Monday, 15 February 2010

Incurving

Incurving
To incurve means to curve or to bend, specifically to curve inward. During my pregnancy I frequently curved my arms around my belly. I wrapped my attention, spirit, and energy bodies around the ever-increasing roundness holding my growing child. After her birth I continued to curve my body around hers: nursing her in the cradle of my arms, sleeping nestled together like spoons, walking with her secured to my chest in the circle of a carrier. I bent, too: bent to pick her up, to sit at her level, to retrieve her toys or silverware. I bent the entire path of my life to curve around her.

And yet, she must always spiral away from me, and I must let her. The responsibilities of our roles as parent and child align in many respects but differ significantly in this way: my incurving cannot impede her dancing fully into her own life. I may hold her hand for those first steps down her own winding path but I cannot hold on forever. Sooner than I want, she will walk forward without me. My own parents allowed me to explore the twists and turns of my life; I will do the same for my daughter. (I never understood what a gift my parents gave me until now, when I must give it to my own child. My life continues to spiral forward; motherhood spins a new loop of it; and that too comes from the blessings bestowed by my upbringing.)

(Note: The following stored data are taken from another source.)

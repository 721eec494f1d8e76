//! Namespace and metadata documents.
//!
//! Both are opaque JSON owned by the caller. Neither cascades: deleting a
//! namespace leaves its instances alone, and metadata outlives its object
//! unless the object is hard deleted through this crate.

use tracing::debug;

use crate::db::ClusterDb;
use crate::error::StateResult;

const NAMESPACE: &str = "namespace";
const METADATA: &str = "metadata";

impl ClusterDb {
    // ── Namespaces ─────────────────────────────────────────────────

    pub fn get_namespaces(&self) -> StateResult<Vec<(String, serde_json::Value)>> {
        Ok(self.store().get_all(NAMESPACE, None)?)
    }

    pub fn get_namespace(&self, namespace: &str) -> StateResult<Option<serde_json::Value>> {
        self.read(NAMESPACE, None, namespace)
    }

    pub fn persist_namespace(&self, namespace: &str, data: &serde_json::Value) -> StateResult<()> {
        self.write(NAMESPACE, None, namespace, data, None)?;
        debug!(%namespace, "namespace persisted");
        Ok(())
    }

    pub fn delete_namespace(&self, namespace: &str) -> StateResult<bool> {
        self.remove(NAMESPACE, None, namespace)
    }

    // ── Metadata ───────────────────────────────────────────────────

    pub fn get_metadata(&self, object_type: &str, name: &str) -> StateResult<Option<serde_json::Value>> {
        self.read(METADATA, Some(object_type), name)
    }

    pub fn persist_metadata(&self, object_type: &str, name: &str, data: &serde_json::Value) -> StateResult<()> {
        self.write(METADATA, Some(object_type), name, data, None)?;
        debug!(%object_type, %name, "metadata persisted");
        Ok(())
    }

    pub fn delete_metadata(&self, object_type: &str, name: &str) -> StateResult<bool> {
        self.remove(METADATA, Some(object_type), name)
    }
}

#[cfg(test)]
mod tests {
    use std::sync::Arc;

    use serde_json::json;
    use vmgrid_core::ClusterConfig;
    use vmgrid_store::RedbStore;

    use super::*;

    fn test_db() -> ClusterDb {
        let store = RedbStore::open_in_memory().unwrap();
        ClusterDb::new(Arc::new(store), ClusterConfig::default())
    }

    #[test]
    fn namespace_crud() {
        let db = test_db();
        db.persist_namespace("prod", &json!({"keys": {"ci": "hash"}})).unwrap();
        db.persist_namespace("dev", &json!({})).unwrap();

        assert_eq!(db.get_namespace("prod").unwrap(), Some(json!({"keys": {"ci": "hash"}})));
        let names: Vec<String> = db.get_namespaces().unwrap().into_iter().map(|(n, _)| n).collect();
        assert_eq!(names, ["dev", "prod"]);

        assert!(db.delete_namespace("prod").unwrap());
        assert!(db.get_namespace("prod").unwrap().is_none());
    }

    #[test]
    fn metadata_is_scoped_by_object_type() {
        let db = test_db();
        db.persist_metadata("instance", "abc", &json!({"role": "web"})).unwrap();
        db.persist_metadata("network", "abc", &json!({"role": "mgmt"})).unwrap();

        assert_eq!(db.get_metadata("instance", "abc").unwrap(), Some(json!({"role": "web"})));
        assert!(db.delete_metadata("instance", "abc").unwrap());
        assert_eq!(db.get_metadata("network", "abc").unwrap(), Some(json!({"role": "mgmt"})));
    }
}
//! Named, TTL-leased mutual exclusion.
//!
//! A lock is a record in the store's lock table. Whoever creates the record
//! owns the lock until the lease runs out; refreshing pushes the expiry
//! back. A holder that crashes simply stops refreshing, and the next
//! acquirer takes over once the lease has lapsed.

use std::fmt;
use std::sync::Arc;
use std::time::Duration;

use serde::{Deserialize, Serialize};
use tracing::{debug, warn};

use crate::error::{StoreError, StoreResult};
use crate::key::ObjectKey;
use crate::retry::{retry_until, Backoff};
use crate::store::CoordinationStore;

/// Opaque proof of ownership handed out by a successful claim.
#[derive(Debug, Clone, PartialEq, Eq, Hash, Serialize, Deserialize)]
#[serde(transparent)]
pub struct LeaseId(String);

impl LeaseId {
    pub fn generate() -> Self {
        Self(uuid::Uuid::new_v4().to_string())
    }
}

impl fmt::Display for LeaseId {
    fn fmt(&self, f: &mut fmt::Formatter<'_>) -> fmt::Result {
        f.write_str(&self.0)
    }
}

/// Who is asking for a lock. Recorded for operators only.
#[derive(Debug, Clone, PartialEq, Eq, Serialize, Deserialize)]
pub struct LockHolder {
    pub node: String,
    pub pid: u32,
    pub operation: Option<String>,
}

impl LockHolder {
    /// The current process on `node`.
    pub fn for_process(node: &str) -> Self {
        Self {
            node: node.to_string(),
            pid: std::process::id(),
            operation: None,
        }
    }

    pub fn with_operation(mut self, operation: Option<&str>) -> Self {
        self.operation = operation.map(str::to_string);
        self
    }
}

/// A lock as stored.
#[derive(Debug, Clone, PartialEq, Serialize, Deserialize)]
pub struct LockRecord {
    pub key: String,
    pub lease: LeaseId,
    pub holder: LockHolder,
    pub acquired_at: f64,
    pub expires_at: f64,
}

/// Objects that can be locked by identity alone.
pub trait Lockable {
    fn object_type(&self) -> &'static str;
    fn unique_label(&self) -> &str;
}

/// Blocking lock acquisition on top of the store's single-shot claim.
#[derive(Clone)]
pub struct LockManager {
    store: Arc<dyn CoordinationStore>,
    node: String,
    backoff: Backoff,
}

impl LockManager {
    pub fn new(store: Arc<dyn CoordinationStore>, node: &str) -> Self {
        Self {
            store,
            node: node.to_string(),
            backoff: Backoff::default(),
        }
    }

    /// Acquire `(object_type, subtype, name)`, waiting up to `timeout`.
    ///
    /// Fails with [`StoreError::LockTimeout`] if the lock is still held
    /// when the wait runs out. Store errors end the wait immediately.
    pub fn get_lock(
        &self,
        object_type: &str,
        subtype: Option<&str>,
        name: &str,
        ttl: Duration,
        timeout: Duration,
        operation: Option<&str>,
    ) -> StoreResult<Lock> {
        let key = ObjectKey::new(object_type, subtype, name)?;
        let holder = LockHolder::for_process(&self.node).with_operation(operation);

        let lease = retry_until(timeout, self.backoff, || self.store.try_lock(&key, &holder, ttl))?;
        match lease {
            Some(lease) => {
                debug!(%key, %lease, ?operation, "lock acquired");
                Ok(Lock {
                    store: self.store.clone(),
                    key,
                    lease,
                    ttl,
                    released: false,
                })
            }
            None => {
                warn!(%key, ?timeout, ?operation, "lock acquisition timed out");
                Err(StoreError::LockTimeout {
                    key: key.encode(),
                    timeout,
                })
            }
        }
    }

    /// Lock named after the object itself, so every operation on one object
    /// serializes against every other.
    pub fn get_object_lock(
        &self,
        object: &impl Lockable,
        ttl: Duration,
        timeout: Duration,
        operation: Option<&str>,
    ) -> StoreResult<Lock> {
        self.get_lock(object.object_type(), None, object.unique_label(), ttl, timeout, operation)
    }
}

/// A held lock. Released on drop if not released explicitly.
pub struct Lock {
    store: Arc<dyn CoordinationStore>,
    key: ObjectKey,
    lease: LeaseId,
    ttl: Duration,
    released: bool,
}

impl Lock {
    pub fn key(&self) -> &ObjectKey {
        &self.key
    }

    /// Push the expiry out by another full TTL.
    pub fn refresh(&self) -> StoreResult<()> {
        if self.store.refresh_lock(&self.key, &self.lease, self.ttl)? {
            debug!(key = %self.key, "lock refreshed");
            Ok(())
        } else {
            Err(StoreError::LockLost {
                key: self.key.encode(),
            })
        }
    }

    /// Returns `false` if the lease had already lapsed.
    pub fn release(mut self) -> StoreResult<bool> {
        self.released = true;
        let released = self.store.release_lock(&self.key, &self.lease)?;
        debug!(key = %self.key, released, "lock released");
        Ok(released)
    }
}

impl fmt::Debug for Lock {
    fn fmt(&self, f: &mut fmt::Formatter<'_>) -> fmt::Result {
        f.debug_struct("Lock")
            .field("key", &self.key)
            .field("lease", &self.lease)
            .field("ttl", &self.ttl)
            .finish()
    }
}

impl Drop for Lock {
    fn drop(&mut self) {
        if self.released {
            return;
        }
        if let Err(e) = self.store.release_lock(&self.key, &self.lease) {
            // The lease will lapse on its own.
            warn!(key = %self.key, error = %e, "failed to release lock on drop");
        }
    }
}
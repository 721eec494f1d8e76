//! The one bounded retry loop.
//!
//! Callers that need to wait for a contended resource hand this a
//! single-attempt closure. Attempts that return `Ok(None)` are retried with
//! exponential backoff until `timeout`; errors end the loop immediately.

use std::thread;
use std::time::{Duration, Instant};

use crate::error::StoreResult;

#[derive(Debug, Clone, Copy, PartialEq)]
pub struct Backoff {
    pub initial: Duration,
    pub max: Duration,
    pub multiplier: f64,
}

impl Default for Backoff {
    fn default() -> Self {
        Self {
            initial: Duration::from_millis(20),
            max: Duration::from_secs(1),
            multiplier: 2.0,
        }
    }
}

impl Backoff {
    /// Delay before retry number `attempt` (zero based).
    pub fn delay(&self, attempt: u32) -> Duration {
        let factor = self.multiplier.powi(attempt.min(32) as i32);
        let delay = self.initial.mul_f64(factor);
        delay.min(self.max)
    }
}

/// Run `attempt` until it yields a value or `timeout` elapses.
///
/// Always makes at least one attempt. Returns `Ok(None)` on timeout.
pub fn retry_until<T, F>(timeout: Duration, backoff: Backoff, mut attempt: F) -> StoreResult<Option<T>>
where
    F: FnMut() -> StoreResult<Option<T>>,
{
    let started = Instant::now();
    let mut tries = 0u32;
    loop {
        if let Some(value) = attempt()? {
            return Ok(Some(value));
        }
        let elapsed = started.elapsed();
        if elapsed >= timeout {
            return Ok(None);
        }
        thread::sleep(backoff.delay(tries).min(timeout - elapsed));
        tries += 1;
    }
}

#[cfg(test)]
mod tests {
    use super::*;
    use crate::error::StoreError;

    #[test]
    fn delay_grows_and_caps() {
        let backoff = Backoff {
            initial: Duration::from_millis(10),
            max: Duration::from_millis(50),
            multiplier: 2.0,
        };
        assert_eq!(backoff.delay(0), Duration::from_millis(10));
        assert_eq!(backoff.delay(1), Duration::from_millis(20));
        assert_eq!(backoff.delay(2), Duration::from_millis(40));
        assert_eq!(backoff.delay(3), Duration::from_millis(50));
        assert_eq!(backoff.delay(100), Duration::from_millis(50));
    }

    #[test]
    fn succeeds_after_retries() {
        let mut calls = 0;
        let result = retry_until(Duration::from_secs(1), Backoff::default(), || {
            calls += 1;
            Ok((calls == 3).then_some("won"))
        })
        .unwrap();
        assert_eq!(result, Some("won"));
        assert_eq!(calls, 3);
    }

    #[test]
    fn zero_timeout_tries_once() {
        let mut calls = 0;
        let result: Option<()> = retry_until(Duration::ZERO, Backoff::default(), || {
            calls += 1;
            Ok(None)
        })
        .unwrap();
        assert!(result.is_none());
        assert_eq!(calls, 1);
    }

    #[test]
    fn errors_are_not_retried() {
        let mut calls = 0;
        let result: StoreResult<Option<()>> = retry_until(Duration::from_secs(5), Backoff::default(), || {
            calls += 1;
            Err(StoreError::Read("connection refused".into()))
        });
        assert!(matches!(result, Err(StoreError::Read(_))));
        assert_eq!(calls, 1);
    }
}
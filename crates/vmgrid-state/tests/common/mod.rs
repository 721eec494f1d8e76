#![allow(dead_code)]

use std::sync::atomic::{AtomicUsize, Ordering};
use std::sync::Arc;
use std::time::Duration;

use serde_json::{json, Value};
use vmgrid_core::{ClusterConfig, ManualClock};
use vmgrid_state::{ClusterDb, IpBlockManager};
use vmgrid_store::{
    CoordinationStore, LeaseId, LockHolder, LockRecord, ObjectKey, QueueHandle, RedbStore, StoreResult,
};

pub const T0: f64 = 1_700_000_000.0;

/// Address allocator that only remembers its block and what it handed out.
#[derive(Debug, Clone, PartialEq)]
pub struct TestIpManager {
    pub netblock: String,
    pub in_use: Vec<String>,
}

impl IpBlockManager for TestIpManager {
    type Error = String;

    fn from_cidr(netblock: &str) -> Result<Self, String> {
        if !netblock.contains('/') {
            return Err(format!("{netblock} is not a cidr"));
        }
        Ok(Self {
            netblock: netblock.to_string(),
            in_use: Vec::new(),
        })
    }

    fn save(&self) -> Value {
        json!({"netblock": self.netblock, "in_use": self.in_use})
    }

    fn from_snapshot(snapshot: Value) -> Result<Self, String> {
        let netblock = snapshot["netblock"].as_str().ok_or("missing netblock")?.to_string();
        let in_use = snapshot["in_use"]
            .as_array()
            .ok_or("missing in_use")?
            .iter()
            .filter_map(|v| v.as_str().map(str::to_string))
            .collect();
        Ok(Self { netblock, in_use })
    }
}

/// Passes everything through to a [`RedbStore`], counting mutations.
pub struct CountingStore {
    inner: RedbStore,
    writes: AtomicUsize,
    lock_attempts: AtomicUsize,
}

impl CountingStore {
    pub fn new(inner: RedbStore) -> Self {
        Self {
            inner,
            writes: AtomicUsize::new(0),
            lock_attempts: AtomicUsize::new(0),
        }
    }

    /// `put`, `create`, `delete` and `delete_all` calls so far.
    pub fn writes(&self) -> usize {
        self.writes.load(Ordering::SeqCst)
    }

    pub fn lock_attempts(&self) -> usize {
        self.lock_attempts.load(Ordering::SeqCst)
    }

    fn count_write(&self) {
        self.writes.fetch_add(1, Ordering::SeqCst);
    }
}

impl CoordinationStore for CountingStore {
    fn get(&self, key: &ObjectKey) -> StoreResult<Option<Value>> {
        self.inner.get(key)
    }

    fn put(&self, key: &ObjectKey, value: &Value, ttl: Option<Duration>) -> StoreResult<()> {
        self.count_write();
        self.inner.put(key, value, ttl)
    }

    fn create(&self, key: &ObjectKey, value: &Value, ttl: Option<Duration>) -> StoreResult<bool> {
        self.count_write();
        self.inner.create(key, value, ttl)
    }

    fn delete(&self, key: &ObjectKey) -> StoreResult<bool> {
        self.count_write();
        self.inner.delete(key)
    }

    fn get_all(&self, object_type: &str, subtype: Option<&str>) -> StoreResult<Vec<(String, Value)>> {
        self.inner.get_all(object_type, subtype)
    }

    fn delete_all(&self, object_type: &str, subtype: Option<&str>) -> StoreResult<usize> {
        self.count_write();
        self.inner.delete_all(object_type, subtype)
    }

    fn try_lock(&self, key: &ObjectKey, holder: &LockHolder, ttl: Duration) -> StoreResult<Option<LeaseId>> {
        self.lock_attempts.fetch_add(1, Ordering::SeqCst);
        self.inner.try_lock(key, holder, ttl)
    }

    fn refresh_lock(&self, key: &ObjectKey, lease: &LeaseId, ttl: Duration) -> StoreResult<bool> {
        self.inner.refresh_lock(key, lease, ttl)
    }

    fn release_lock(&self, key: &ObjectKey, lease: &LeaseId) -> StoreResult<bool> {
        self.inner.release_lock(key, lease)
    }

    fn existing_locks(&self) -> StoreResult<Vec<LockRecord>> {
        self.inner.existing_locks()
    }

    fn clear_stale_locks(&self) -> StoreResult<usize> {
        self.inner.clear_stale_locks()
    }

    fn enqueue(&self, queue: &str, item: &Value) -> StoreResult<()> {
        self.count_write();
        self.inner.enqueue(queue, item)
    }

    fn dequeue(&self, queue: &str) -> StoreResult<Option<(Value, QueueHandle)>> {
        self.inner.dequeue(queue)
    }

    fn resolve(&self, queue: &str, handle: &QueueHandle) -> StoreResult<bool> {
        self.inner.resolve(queue, handle)
    }

    fn queue_length(&self, queue: &str) -> StoreResult<usize> {
        self.inner.queue_length(queue)
    }

    fn restart_queues(&self) -> StoreResult<usize> {
        self.inner.restart_queues()
    }
}

pub struct Harness {
    pub db: ClusterDb,
    pub clock: Arc<ManualClock>,
    pub store: Arc<CountingStore>,
}

pub fn harness() -> Harness {
    harness_for("sf-1")
}

pub fn harness_for(node: &str) -> Harness {
    let clock = Arc::new(ManualClock::at(T0));
    let redb = RedbStore::open_in_memory().unwrap().with_clock(clock.clone());
    let store = Arc::new(CountingStore::new(redb));
    let config = ClusterConfig::for_node(node, "10.0.0.1");
    let db = ClusterDb::new(store.clone(), config).with_clock(clock.clone());
    Harness { db, clock, store }
}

There are other ways of imagining motherhood, of course. Many metaphors inform me, including: the spiral of the labryinth and the Spiral Dance both of which have motion inwards and outwards (like a wave, like the undulations of birth); every man and every woman is a star (each body, celestial and sacred, in its own orbit); or the Feri paradox (which to me means the striving to balance opposites, often requiring holding both currents at once). All of these ideas deserve time and space for discussion; I shall do so as this column unfolds.

I strive to mother from a strong core of spirituality, thoughtfulness, ethicality, flexibility, and kindness. These things must be developed; the mother must be cultivated just as carefully as the child - maybe more so, because the mother has wounds to heal and complexes to overcome that a child hasn't developed yet. Fortunately, I have a large box of tools to use in this process, including mediation, divination, ancestor practice, purification, and hearth magic. In other words, all the tools I used to shape me into the person I am today. The call heard during a magical twilight made me a Witch; these tools make it possible for me to be the best Witch I can. I've long held the desire to achieve my best humanity and deepest self-knowledge because the world needs strong, self-actualized people, and I'm proud enough to desire excellence. However, now I have an even better reason: I want to mother like a Goddess.